PORTLAND, OR –Compassion & Choices (C&C) today expressed grave concern about an Idaho bill, S1070. As
written, the bill threatens doctors with criminal prosecution based on the “intention” behind end-of-life pain relief and threatens patients with under treatment of end-of-life suffering. S1070, which passed the Idaho Senate, makes any “health care professional who administers, prescribes or dispenses medications or procedures to relieve another person’s pain or discomfort,” guilty of a felony, punishable by up to five years in prison, if “. . . such medications or procedures are knowingly and intentionally administered, prescribed or dispensed to cause death.”
“Such vague statutory language puts health care professionals at legal risk and jeopardizes patient care.” said Barbara Coombs Lee, President of C&C. “Patients will not get the pain treatment they need if doctors and nurses are looking over their shoulder, wondering who will question their ‘intention’.”
“In medieval times, religious doctrine dictated whether a physician’s act was sinful, based on their intention,” said Coombs Lee.”The Idaho lawmakers are putting this ancient religious doctrine into law and establishing a thought crime at the expense of good patient care.”

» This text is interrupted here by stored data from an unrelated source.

//! User entity and related types

use chrono::{DateTime, NaiveDate, Utc};
use serde::{Deserialize, Serialize};

use super::validation::{
    is_valid_email, is_valid_postal_code, FieldError, FieldErrorKind, FieldErrors,
    MAX_ADDRESS_LENGTH, MAX_AREA_CODE_LENGTH, MAX_EMAIL_LENGTH, MAX_NAME_LENGTH,
    MAX_PHONE_NUMBER_LENGTH,
};
use crate::domain::document_type::DocumentTypeId;
use crate::domain::role::RoleId;
use crate::domain::DomainError;

/// Area code assigned when none is given
pub const DEFAULT_AREA_CODE: &str = "57";

/// User identifier - the user's identification document number
#[derive(Debug, Clone, PartialEq, Eq, Hash, PartialOrd, Ord, Serialize, Deserialize)]
#[serde(try_from = "String", into = "String")]
pub struct UserId(String);

impl UserId {
    /// Create a new UserId, rejecting blank values
    pub fn new(id: impl Into<String>) -> Result<Self, FieldError> {
        let id = id.into();
        let trimmed = id.trim();

        if trimmed.is_empty() {
            return Err(FieldError::required("id", "Identification number is required"));
        }

        Ok(Self(trimmed.to_string()))
    }

    /// Get the inner string value
    pub fn as_str(&self) -> &str {
        &self.0
    }
}

impl TryFrom<String> for UserId {
    type Error = FieldError;

    fn try_from(value: String) -> Result<Self, Self::Error> {
        Self::new(value)
    }
}

impl From<UserId> for String {
    fn from(id: UserId) -> Self {
        id.0
    }
}

impl std::fmt::Display for UserId {
    fn fmt(&self, f: &mut std::fmt::Formatter<'_>) -> std::fmt::Result {
        write!(f, "{}", self.0)
    }
}

/// Status of a user account
#[derive(Debug, Clone, Copy, PartialEq, Eq, Hash, Serialize, Deserialize, Default)]
#[serde(rename_all = "SCREAMING_SNAKE_CASE")]
pub enum UserStatus {
    /// Registered but not yet enabled
    #[default]
    Inactive,
    Active,
}

impl UserStatus {
    pub fn as_str(&self) -> &'static str {
        match self {
            Self::Inactive => "INACTIVE",
            Self::Active => "ACTIVE",
        }
    }

    pub fn parse(s: &str) -> Option<Self> {
        match s.trim().to_ascii_uppercase().as_str() {
            "INACTIVE" => Some(Self::Inactive),
            "ACTIVE" => Some(Self::Active),
            _ => None,
        }
    }
}

impl std::fmt::Display for UserStatus {
    fn fmt(&self, f: &mut std::fmt::Formatter<'_>) -> std::fmt::Result {
        f.write_str(self.as_str())
    }
}

/// A validated user record
///
/// Every path to a `User` goes through [`UserCandidate::validate`], deserialization
/// included, so every `User` satisfies the presence, format and length rules.
#[derive(Debug, Clone, PartialEq, Serialize, Deserialize)]
#[serde(rename_all = "camelCase", try_from = "StoredUser")]
pub struct User {
    id: UserId,
    first_name: String,
    last_name: String,
    birthdate: NaiveDate,
    #[serde(skip_serializing_if = "Option::is_none")]
    address: Option<String>,
    #[serde(skip_serializing_if = "Option::is_none")]
    postal_code: Option<String>,
    email: String,
    /// Password hash - never exposed in serialization
    #[serde(skip_serializing)]
    password_hash: Option<String>,
    #[serde(skip_serializing_if = "Option::is_none")]
    area_code: Option<String>,
    #[serde(skip_serializing_if = "Option::is_none")]
    phone_number: Option<String>,
    terms_and_conditions: bool,
    status: UserStatus,
    role_id: RoleId,
    document_type_id: DocumentTypeId,
    created_at: DateTime<Utc>,
    updated_at: DateTime<Utc>,
}

impl User {
    // Getters

    pub fn id(&self) -> &UserId {
        &self.id
    }

    pub fn first_name(&self) -> &str {
        &self.first_name
    }

    pub fn last_name(&self) -> &str {
        &self.last_name
    }

    /// First and last name joined by a space
    pub fn full_name(&self) -> String {
        format!("{} {}", self.first_name, self.last_name)
    }

    pub fn birthdate(&self) -> NaiveDate {
        self.birthdate
    }

    pub fn address(&self) -> Option<&str> {
        self.address.as_deref()
    }

    pub fn postal_code(&self) -> Option<&str> {
        self.postal_code.as_deref()
    }

    pub fn email(&self) -> &str {
        &self.email
    }

    pub fn password_hash(&self) -> Option<&str> {
        self.password_hash.as_deref()
    }

    pub fn area_code(&self) -> Option<&str> {
        self.area_code.as_deref()
    }

    pub fn phone_number(&self) -> Option<&str> {
        self.phone_number.as_deref()
    }

    pub fn terms_and_conditions(&self) -> bool {
        self.terms_and_conditions
    }

    pub fn status(&self) -> UserStatus {
        self.status
    }

    pub fn role_id(&self) -> RoleId {
        self.role_id
    }

    pub fn document_type_id(&self) -> DocumentTypeId {
        self.document_type_id
    }

    pub fn created_at(&self) -> DateTime<Utc> {
        self.created_at
    }

    pub fn updated_at(&self) -> DateTime<Utc> {
        self.updated_at
    }

    pub fn is_active(&self) -> bool {
        self.status == UserStatus::Active
    }

    // Mutators

    pub fn set_status(&mut self, status: UserStatus) {
        self.status = status;
        self.touch();
    }

    pub fn activate(&mut self) {
        self.set_status(UserStatus::Active);
    }

    pub fn deactivate(&mut self) {
        self.set_status(UserStatus::Inactive);
    }

    pub fn set_password_hash(&mut self, password_hash: impl Into<String>) {
        self.password_hash = Some(password_hash.into());
        self.touch();
    }

    /// Apply a profile patch, re-running every field rule on the result.
    ///
    /// On failure the record is left untouched.
    pub fn apply_patch(&mut self, patch: UserPatch) -> Result<(), Vec<FieldError>> {
        let mut candidate = self.to_candidate();
        patch.apply_to(&mut candidate);

        let mut updated = candidate.validate()?;
        updated.password_hash = self.password_hash.take();
        updated.created_at = self.created_at;
        updated.touch();

        *self = updated;
        Ok(())
    }

    /// Convert back into an unvalidated candidate carrying the same values
    pub fn to_candidate(&self) -> UserCandidate {
        UserCandidate {
            id: Some(self.id.as_str().to_string()),
            first_name: Some(self.first_name.clone()),
            last_name: Some(self.last_name.clone()),
            birthdate: Some(self.birthdate),
            address: self.address.clone(),
            postal_code: self.postal_code.clone(),
            email: Some(self.email.clone()),
            password: None,
            area_code: self.area_code.clone(),
            phone_number: self.phone_number.clone(),
            terms_and_conditions: Some(self.terms_and_conditions),
            status: Some(self.status),
            role_id: Some(self.role_id),
            document_type_id: Some(self.document_type_id),
        }
    }

    /// Restore persisted state that validation does not carry
    pub(crate) fn restore(
        mut self,
        password_hash: Option<String>,
        created_at: DateTime<Utc>,
        updated_at: DateTime<Utc>,
    ) -> Self {
        self.password_hash = password_hash;
        self.created_at = created_at;
        self.updated_at = updated_at;
        self
    }

    fn touch(&mut self) {
        self.updated_at = Utc::now();
    }
}

/// Serialized user shape; converted into a [`User`] only through validation
#[derive(Deserialize)]
#[serde(rename_all = "camelCase")]
struct StoredUser {
    #[serde(flatten)]
    candidate: UserCandidate,
    #[serde(default)]
    password_hash: Option<String>,
    created_at: DateTime<Utc>,
    updated_at: DateTime<Utc>,
}

impl TryFrom<StoredUser> for User {
    type Error = DomainError;

    fn try_from(stored: StoredUser) -> Result<Self, Self::Error> {
        let user = stored
            .candidate
            .validate()
            .map_err(DomainError::invalid_fields)?;

        Ok(user.restore(stored.password_hash, stored.created_at, stored.updated_at))
    }
}

/// Unvalidated user input, as received from a registration form or import
#[derive(Debug, Clone, Default, PartialEq, Serialize, Deserialize)]
#[serde(rename_all = "camelCase", default)]
pub struct UserCandidate {
    pub id: Option<String>,
    pub first_name: Option<String>,
    pub last_name: Option<String>,
    pub birthdate: Option<NaiveDate>,
    pub address: Option<String>,
    pub postal_code: Option<String>,
    pub email: Option<String>,
    /// Plain-text password; hashed by the service before it reaches a record
    pub password: Option<String>,
    pub area_code: Option<String>,
    pub phone_number: Option<String>,
    pub terms_and_conditions: Option<bool>,
    pub status: Option<UserStatus>,
    pub role_id: Option<RoleId>,
    pub document_type_id: Option<DocumentTypeId>,
}

impl UserCandidate {
    /// Fill the defaulted fields that are absent
    pub fn with_defaults(self) -> Self {
        self.with_default_area_code(DEFAULT_AREA_CODE)
    }

    /// Same as [`with_defaults`](Self::with_defaults) with a configured area code
    pub fn with_default_area_code(mut self, area_code: &str) -> Self {
        self.status.get_or_insert(UserStatus::Inactive);
        self.terms_and_conditions.get_or_insert(false);
        if non_blank(self.area_code.as_deref()).is_none() {
            self.area_code = Some(area_code.to_string());
        }
        self
    }

    /// Check presence, format and length rules.
    ///
    /// Every violated rule yields one error; uniqueness is not checked here.
    pub fn validate(&self) -> Result<User, Vec<FieldError>> {
        let mut errors = FieldErrors::default();

        let id = errors.require_text("id", self.id.as_deref(), "Identification number is required");

        let first_name =
            errors.require_text("firstName", self.first_name.as_deref(), "First name is required");
        errors.max_length("firstName", "First name", first_name, MAX_NAME_LENGTH);

        let last_name =
            errors.require_text("lastName", self.last_name.as_deref(), "Last name is required");
        errors.max_length("lastName", "Last name", last_name, MAX_NAME_LENGTH);

        let birthdate = errors.require("birthdate", self.birthdate, "Date of birth is required");

        let address = non_blank(self.address.as_deref());
        errors.max_length("address", "Address", address, MAX_ADDRESS_LENGTH);

        let postal_code = non_blank(self.postal_code.as_deref());
        if let Some(code) = postal_code {
            if !is_valid_postal_code(code) {
                errors.push(FieldError::new(
                    "postalCode",
                    FieldErrorKind::InvalidPostalCode,
                    "The postal code is not valid",
                ));
            }
        }

        let email = errors.require_text("email", self.email.as_deref(), "Email is required");
        if let Some(email) = email {
            if !is_valid_email(email.trim()) {
                errors.push(FieldError::new(
                    "email",
                    FieldErrorKind::InvalidEmail,
                    "The email is not valid",
                ));
            }
        }
        errors.max_length("email", "Email", email, MAX_EMAIL_LENGTH);

        let area_code = non_blank(self.area_code.as_deref());
        errors.max_length("areaCode", "Area code", area_code, MAX_AREA_CODE_LENGTH);

        let phone_number = non_blank(self.phone_number.as_deref());
        errors.max_length("phoneNumber", "Phone number", phone_number, MAX_PHONE_NUMBER_LENGTH);

        let status = errors.require("status", self.status, "The user status is required");
        let document_type_id = errors.require(
            "documentTypeId",
            self.document_type_id,
            "The type of document is required",
        );
        let role_id = errors.require("roleId", self.role_id, "The role is required");

        let errors = errors.into_vec();

        match (id, first_name, last_name, birthdate, email, status, role_id, document_type_id) {
            (
                Some(id),
                Some(first_name),
                Some(last_name),
                Some(birthdate),
                Some(email),
                Some(status),
                Some(role_id),
                Some(document_type_id),
            ) if errors.is_empty() => {
                let now = Utc::now();

                Ok(User {
                    id: UserId(id.trim().to_string()),
                    first_name: first_name.trim().to_string(),
                    last_name: last_name.trim().to_string(),
                    birthdate,
                    address: address.map(str::to_string),
                    postal_code: postal_code.map(|c| c.trim().to_string()),
                    email: email.trim().to_string(),
                    password_hash: None,
                    area_code: area_code.map(str::to_string),
                    phone_number: phone_number.map(str::to_string),
                    terms_and_conditions: self.terms_and_conditions.unwrap_or(false),
                    status,
                    role_id,
                    document_type_id,
                    created_at: now,
                    updated_at: now,
                })
            }
            _ => Err(errors),
        }
    }
}

/// Changes to a user's profile; absent fields are left as they are
#[derive(Debug, Clone, Default, PartialEq, Serialize, Deserialize)]
#[serde(rename_all = "camelCase", default)]
pub struct UserPatch {
    pub first_name: Option<String>,
    pub last_name: Option<String>,
    pub birthdate: Option<NaiveDate>,
    pub address: Option<String>,
    pub postal_code: Option<String>,
    pub email: Option<String>,
    pub area_code: Option<String>,
    pub phone_number: Option<String>,
    pub terms_and_conditions: Option<bool>,
    pub role_id: Option<RoleId>,
    pub document_type_id: Option<DocumentTypeId>,
}

impl UserPatch {
    fn apply_to(self, candidate: &mut UserCandidate) {
        fn overlay<T>(target: &mut Option<T>, value: Option<T>) {
            if value.is_some() {
                *target = value;
            }
        }

        overlay(&mut candidate.first_name, self.first_name);
        overlay(&mut candidate.last_name, self.last_name);
        overlay(&mut candidate.birthdate, self.birthdate);
        overlay(&mut candidate.address, self.address);
        overlay(&mut candidate.postal_code, self.postal_code);
        overlay(&mut candidate.email, self.email);
        overlay(&mut candidate.area_code, self.area_code);
        overlay(&mut candidate.phone_number, self.phone_number);
        overlay(&mut candidate.terms_and_conditions, self.terms_and_conditions);
        overlay(&mut candidate.role_id, self.role_id);
        overlay(&mut candidate.document_type_id, self.document_type_id);
    }
}

fn non_blank(value: Option<&str>) -> Option<&str> {
    value.map(str::trim).filter(|v| !v.is_empty())
}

Another troubling provision of S1070 authorizes family members, health care providers and others to obtain an injunction against a doctor “who is reasonably believed to be about to violate” the law.
Tom Archie, MD, a practitioner of family medicine in Hailey, ID, said, “Sanctioning an army of vigilantes to second-guess a physician’s medical judgment will have a chilling effect on the palliative care decisions carefully worked out among doctors, patients and their loved ones. Palliative care involves relieving pain, anxiety and fear, and enabling conscious and loving communication within families. Patients with terminal illnesses deserve the peace of mind that comes from knowing their physicians will do everything possible to help relieve their suffering.”
“It is appalling that patients suffering from cancer or other terminal diseases would have their medical care options restricted because lawmakers question their doctors’ motives,” said Coombs Lee. “This is an attempt to put the religious views of politicians above the interests of the patient.”